Previously, I'd noted that Yahweh appeared to be a somewhat provincial god, focusing on the Israelites while ignoring the rest of his creation. Here, there was somewhat of an explanation for this, "Now therefore, if you obey my voice and keep my covenant, you shall be my treasured possession out of all the peoples. Indeed, the whole earth is mine, 6 but you shall be for me a priestly kingdom and a holy nation."

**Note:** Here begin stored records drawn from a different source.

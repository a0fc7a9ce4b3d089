//! `additionalData`: the free-form jsonb bag carried by episodes, quotes, and shorts.

use serde::{Deserialize, Serialize};
use serde_json::{Map, Value};

/// A jsonb-merge-semantics bag of extra fields.
///
/// Reads preserve unknown keys; writes only ever add or overwrite the keys
/// this system owns (`videoLocation`, `videoQuotePath`, `videoChunkPath`,
/// `videoMasterPlaylistPath`), matching the `jsonb_set(... , true)` merge
/// behavior on the database side.
#[derive(Debug, Clone, Default, PartialEq, Serialize, Deserialize)]
#[serde(transparent)]
pub struct AdditionalData(Map<String, Value>);

impl AdditionalData {
    pub fn from_raw(map: Map<String, Value>) -> Self {
        Self(map)
    }

    pub fn into_raw(self) -> Map<String, Value> {
        self.0
    }

    fn str_field(&self, key: &str) -> Option<&str> {
        self.0.get(key).and_then(Value::as_str)
    }

    pub fn video_location(&self) -> Option<&str> {
        self.str_field("videoLocation")
    }

    pub fn video_quote_path(&self) -> Option<&str> {
        self.str_field("videoQuotePath")
    }

    pub fn video_chunk_path(&self) -> Option<&str> {
        self.str_field("videoChunkPath")
    }

    pub fn video_master_playlist_path(&self) -> Option<&str> {
        self.str_field("videoMasterPlaylistPath")
    }

    /// True iff the master playlist key is present and non-empty (I4's witness field).
    pub fn has_master_playlist(&self) -> bool {
        self.video_master_playlist_path()
            .map(|s| !s.is_empty())
            .unwrap_or(false)
    }

    fn set(&mut self, key: &str, value: impl Into<String>) {
        self.0.insert(key.to_string(), Value::String(value.into()));
    }

    pub fn set_video_quote_path(&mut self, url: impl Into<String>) {
        self.set("videoQuotePath", url);
    }

    pub fn set_video_chunk_path(&mut self, url: impl Into<String>) {
        self.set("videoChunkPath", url);
    }

    pub fn set_video_master_playlist_path(&mut self, url: impl Into<String>) {
        self.set("videoMasterPlaylistPath", url);
    }

    /// Merge `other`'s keys into `self`, overwriting on conflict. Models the
    /// jsonb merge the database performs server-side; used by callers that
    /// build a diff in memory before issuing the update.
    pub fn merge(&mut self, other: &AdditionalData) {
        for (k, v) in other.0.iter() {
            self.0.insert(k.clone(), v.clone());
        }
    }
}

#[cfg(test)]
mod tests {
    use super::*;

    #[test]
    fn witness_requires_non_empty_string() {
        let mut data = AdditionalData::default();
        assert!(!data.has_master_playlist());
        data.set_video_master_playlist_path("");
        assert!(!data.has_master_playlist());
        data.set_video_master_playlist_path("https://bucket.s3.amazonaws.com/x/master.m3u8");
        assert!(data.has_master_playlist());
    }

    #[test]
    fn merge_preserves_unrelated_keys() {
        let mut base = AdditionalData::from_raw(
            serde_json::from_str(r#"{"videoLocation": "https://x/y.mp4", "custom": 1}"#).unwrap(),
        );
        let mut patch = AdditionalData::default();
        patch.set_video_master_playlist_path("https://x/master.m3u8");
        base.merge(&patch);
        assert_eq!(base.video_location(), Some("https://x/y.mp4"));
        assert_eq!(
            base.video_master_playlist_path(),
            Some("https://x/master.m3u8")
        );
    }
}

God told Moses to have the people prepare for an actual sighting of Himself. In addition to their preparations, they were warned not to touch the mountain under penalty of death. On the third day, as promised, God came down on the mountain in fire and smoke, and Moses went to visit with him.


Exodus, Chapter 20

This is one of the most famous sections in all of the Bible - the giving of the Ten Commandments. These are so well known, there's no need for me to even summarize them. Though there was one part that I'd like to note, "You shall not bow down to them or worship them; for I the Lord your God am a jealous God, punishing children for the iniquity of parents, to the third and the fourth generation of those who reject me, 6but showing steadfast love to the thousandth generation* of those who love me and keep my commandments." What type of entity would punish children for the sins of the parents?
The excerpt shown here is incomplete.